What you are asked to do: Entries follow. Give back exactly the lines starting at the one containing "let mut hooks = self.hooks;" and ending at the one containing "data.user_data.signature = s.apply(&data.user_data.signature);", and no other lines.

(Stored data)
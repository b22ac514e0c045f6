//! Settings and the builder that assembles a [`Parser`].

use std::collections::HashMap;
use std::sync::Arc;

use url::Url;

use crate::cache::CacheStore;
use crate::error::{BoxError, PipelineError, Result};
use crate::escape::{Escaper, TranslatorEscaper};
use crate::hooks::{Filter, Hooks, PostHookData, SignatureHookData};
use crate::math::MathRenderer;
use crate::parser::Parser;
use crate::sanitizer::{ProfanityFilter, SanitizePolicy, Sanitizer};

pub const BASE_URL_KEY: &str = "base_url";
pub const DISABLE_LINKS_KEY: &str = "signatures:disableLinks";
pub const DISABLE_IMAGES_KEY: &str = "signatures:disableImages";

/// Read-only application configuration lookup.
pub trait ConfigStore {
    fn get(&self, key: &str) -> Option<String>;
}

impl ConfigStore for HashMap<String, String> {
    fn get(&self, key: &str) -> Option<String> {
        HashMap::get(self, key).cloned()
    }
}

impl ConfigStore for HashMap<&str, &str> {
    fn get(&self, key: &str) -> Option<String> {
        HashMap::get(self, key).map(|v| v.to_string())
    }
}

/// Site settings the pipeline reads.
#[derive(Debug, Clone, Default, PartialEq, Eq)]
pub struct Settings {
    /// Prepended to site-relative links, without a trailing `/`.
    pub base_url: String,
    /// Strip `a` tags from signatures.
    pub disable_signature_links: bool,
    /// Strip `img` tags from signatures.
    pub disable_signature_images: bool,
}

impl Settings {
    /// Read settings from a configuration store.
    ///
    /// Flags accept `1`, `true`, `on` and `yes` (any case) as set.
    pub fn from_store(store: &impl ConfigStore) -> Result<Self> {
        let settings = Self {
            base_url: store.get(BASE_URL_KEY).unwrap_or_default(),
            disable_signature_links: store.get(DISABLE_LINKS_KEY).is_some_and(|v| truthy(&v)),
            disable_signature_images: store.get(DISABLE_IMAGES_KEY).is_some_and(|v| truthy(&v)),
        };
        settings.validated()
    }

    /// Check the base URL and trim its trailing `/`.
    pub(crate) fn validated(mut self) -> Result<Self> {
        let trimmed = self.base_url.trim().trim_end_matches('/');
        if !trimmed.is_empty() {
            Url::parse(trimmed)
                .map_err(|e| PipelineError::Config(format!("invalid base_url `{trimmed}`: {e}")))?;
        }
        self.base_url = trimmed.to_string();
        Ok(self)
    }
}

fn truthy(value: &str) -> bool {
    matches!(
        value.trim().to_ascii_lowercase().as_str(),
        "1" | "true" | "on" | "yes"
    )
}

/// Builder for configuring and finalizing a [`Parser`].
///
/// Filters can only be registered here; once [`build`](Self::build) runs the
/// hook set is closed.
///
/// # Example
///
/// ```rust,no_run
/// use post_parser::{BoxError, MemoryCache, ParserBuilder, PostData};
///
/// # async fn example() -> post_parser::Result<()> {
/// let parser = ParserBuilder::new(MemoryCache::bounded(10_000))
///     .base_url("https://forum.example.com")
///     .disable_signature_images(true)
///     .filter_parse_post("emoji", |mut data: post_parser::hooks::PostHookData| async move {
///         data.post_data.content = data.post_data.content.replace(":)", "🙂");
///         Ok::<_, BoxError>(data)
///     })
///     .build()
///     .await?;
///
/// let post = parser.parse_post(PostData::new(Some(1), "hi :)")).await?;
/// # Ok(())
/// # }
/// ```
pub struct ParserBuilder<C: CacheStore> {
    cache: C,
    settings: Settings,
    policy: SanitizePolicy,
    profanity: ProfanityFilter,
    renderer: Box<dyn MathRenderer>,
    escaper: Box<dyn Escaper>,
    hooks: Hooks,
}

impl<C: CacheStore> ParserBuilder<C> {
    /// Create a builder with the given cache and defaults for everything else.
    ///
    /// Defaults: empty base URL, signature links and images allowed, the
    /// default sanitize policy and word list, KaTeX rendering when the
    /// `katex` feature is enabled, and [`TranslatorEscaper`].
    pub fn new(cache: C) -> Self {
        Self {
            cache,
            settings: Settings::default(),
            policy: SanitizePolicy::default(),
            profanity: ProfanityFilter::default(),
            renderer: default_renderer(),
            escaper: Box::new(TranslatorEscaper),
            hooks: Hooks::new(),
        }
    }

    /// Replace all settings at once.
    pub fn settings(mut self, settings: Settings) -> Self {
        self.settings = settings;
        self
    }

    pub fn base_url(mut self, base_url: impl Into<String>) -> Self {
        self.settings.base_url = base_url.into();
        self
    }

    pub fn disable_signature_links(mut self, disable: bool) -> Self {
        self.settings.disable_signature_links = disable;
        self
    }

    pub fn disable_signature_images(mut self, disable: bool) -> Self {
        self.settings.disable_signature_images = disable;
        self
    }

    /// Starting allow-list, before global attributes are merged.
    pub fn policy(mut self, policy: SanitizePolicy) -> Self {
        self.policy = policy;
        self
    }

    pub fn profanity(mut self, profanity: ProfanityFilter) -> Self {
        self.profanity = profanity;
        self
    }

    pub fn math_renderer(mut self, renderer: impl MathRenderer + 'static) -> Self {
        self.renderer = Box::new(renderer);
        self
    }

    pub fn escaper(mut self, escaper: impl Escaper + 'static) -> Self {
        self.escaper = Box::new(escaper);
        self
    }

    /// Register filters with explicit priorities.
    pub fn hooks(mut self, register: impl FnOnce(&mut Hooks)) -> Self {
        register(&mut self.hooks);
        self
    }

    pub fn filter_parse_post(
        mut self,
        plugin: impl Into<String>,
        filter: impl Filter<PostHookData> + 'static,
    ) -> Self {
        self.hooks.parse_post.register(plugin, filter);
        self
    }

    pub fn filter_parse_raw(
        mut self,
        plugin: impl Into<String>,
        filter: impl Filter<String> + 'static,
    ) -> Self {
        self.hooks.parse_raw.register(plugin, filter);
        self
    }

    pub fn filter_parse_aboutme(
        mut self,
        plugin: impl Into<String>,
        filter: impl Filter<String> + 'static,
    ) -> Self {
        self.hooks.parse_aboutme.register(plugin, filter);
        self
    }

    pub fn filter_parse_signature(
        mut self,
        plugin: impl Into<String>,
        filter: impl Filter<SignatureHookData> + 'static,
    ) -> Self {
        self.hooks.parse_signature.register(plugin, filter);
        self
    }

    pub fn filter_sanitize_config(
        mut self,
        plugin: impl Into<String>,
        filter: impl Filter<SanitizePolicy> + 'static,
    ) -> Self {
        self.hooks.sanitize_config.register(plugin, filter);
        self
    }

    /// Finalize the sanitize policy, register the core stages, and return
    /// the ready [`Parser`].
    ///
    /// Fails if the base URL is invalid or a `sanitize.config` filter errors.
    pub async fn build(self) -> Result<Parser<C>> {
        let settings = self.settings.validated()?;
        let mut hooks = self.hooks;

        let policy = self.policy.finalize(&hooks.sanitize_config).await?;
        let sanitizer = Arc::new(Sanitizer::new(policy, self.profanity));
        register_core_stages(&mut hooks, &sanitizer);

        tracing::info!(
            "Parser ready: {} parse.post filter(s), base_url `{}`",
            hooks.parse_post.len(),
            settings.base_url
        );

        Ok(Parser::new(
            settings,
            sanitizer,
            hooks,
            self.cache,
            self.renderer,
            self.escaper,
        ))
    }
}

fn register_core_stages(hooks: &mut Hooks, sanitizer: &Arc<Sanitizer>) {
    let s = sanitizer.clone();
    hooks.parse_post.register_core(move |mut data: PostHookData| {
        data.post_data.content = s.apply(&data.post_data.content);
        async move { Ok::<_, BoxError>(data) }
    });

    let s = sanitizer.clone();
    hooks.parse_raw.register_core(move |content: String| {
        let cleaned = s.apply(&content);
        async move { Ok::<_, BoxError>(cleaned) }
    });

    let s = sanitizer.clone();
    hooks.parse_aboutme.register_core(move |content: String| {
        let cleaned = s.apply(&content);
        async move { Ok::<_, BoxError>(cleaned) }
    });

    let s = sanitizer.clone();
    hooks.parse_signature.register_core(move |mut data: SignatureHookData| {
        data.user_data.signature = s.apply(&data.user_data.signature);
        async move { Ok::<_, BoxError>(data) }
    });
}

#[cfg(feature = "katex")]
fn default_renderer() -> Box<dyn MathRenderer> {
    Box::new(crate::math::KatexRenderer)
}

#[cfg(not(feature = "katex"))]
fn default_renderer() -> Box<dyn MathRenderer> {
    Box::new(crate::math::DisabledRenderer)
}

#[cfg(test)]
mod tests {
    use super::*;
    use crate::cache::MemoryCache;

    #[test]
    fn settings_from_store() {
        let store: HashMap<&str, &str> = HashMap::from([
            ("base_url", "https://forum.example.com/"),
            ("signatures:disableLinks", "1"),
            ("signatures:disableImages", "off"),
        ]);
        let settings = Settings::from_store(&store).unwrap();
        assert_eq!(settings.base_url, "https://forum.example.com");
        assert!(settings.disable_signature_links);
        assert!(!settings.disable_signature_images);
    }

    #[test]
    fn empty_store_gives_defaults() {
        let store: HashMap<String, String> = HashMap::new();
        assert_eq!(Settings::from_store(&store).unwrap(), Settings::default());
    }

    #[test]
    fn invalid_base_url_rejected() {
        let store: HashMap<&str, &str> = HashMap::from([("base_url", "not a url")]);
        assert!(matches!(
            Settings::from_store(&store),
            Err(PipelineError::Config(_))
        ));
    }

    #[test]
    fn truthy_values() {
        for v in ["1", "true", "TRUE", " on ", "yes"] {
            assert!(truthy(v), "{v} should be truthy");
        }
        for v in ["0", "false", "", "no", "off"] {
            assert!(!truthy(v), "{v} should be falsy");
        }
    }

    #[tokio::test]
    async fn build_rejects_bad_base_url() {
        let result = ParserBuilder::new(MemoryCache::new())
            .base_url("::nope")
            .build()
            .await;
        assert!(matches!(result, Err(PipelineError::Config(_))));
    }

    #[tokio::test]
    async fn build_registers_core_stages() {
        let parser = ParserBuilder::new(MemoryCache::new())
            .filter_parse_post("plugin", |data: PostHookData| async move {
                Ok::<_, BoxError>(data)
            })
            .build()
            .await
            .unwrap();
        assert_eq!(parser.hooks().parse_post.plugins(), vec!["core", "plugin"]);
        assert_eq!(parser.hooks().parse_raw.plugins(), vec!["core"]);
        assert_eq!(parser.hooks().parse_aboutme.plugins(), vec!["core"]);
        assert_eq!(parser.hooks().parse_signature.plugins(), vec!["core"]);
        assert!(parser.hooks().sanitize_config.is_empty());
    }
}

Answer space:
        let mut hooks = self.hooks;

        let policy = self.policy.finalize(&hooks.sanitize_config).await?;
        let sanitizer = Arc::new(Sanitizer::new(policy, self.profanity));
        register_core_stages(&mut hooks, &sanitizer);

        tracing::info!(
            "Parser ready: {} parse.post filter(s), base_url `{}`",
            hooks.parse_post.len(),
            settings.base_url
        );

        Ok(Parser::new(
            settings,
            sanitizer,
            hooks,
            self.cache,
            self.renderer,
            self.escaper,
        ))
    }
}

fn register_core_stages(hooks: &mut Hooks, sanitizer: &Arc<Sanitizer>) {
    let s = sanitizer.clone();
    hooks.parse_post.register_core(move |mut data: PostHookData| {
        data.post_data.content = s.apply(&data.post_data.content);
        async move { Ok::<_, BoxError>(data) }
    });

    let s = sanitizer.clone();
    hooks.parse_raw.register_core(move |content: String| {
        let cleaned = s.apply(&content);
        async move { Ok::<_, BoxError>(cleaned) }
    });

    let s = sanitizer.clone();
    hooks.parse_aboutme.register_core(move |content: String| {
        let cleaned = s.apply(&content);
        async move { Ok::<_, BoxError>(cleaned) }
    });

    let s = sanitizer.clone();
    hooks.parse_signature.register_core(move |mut data: SignatureHookData| {
        data.user_data.signature = s.apply(&data.user_data.signature);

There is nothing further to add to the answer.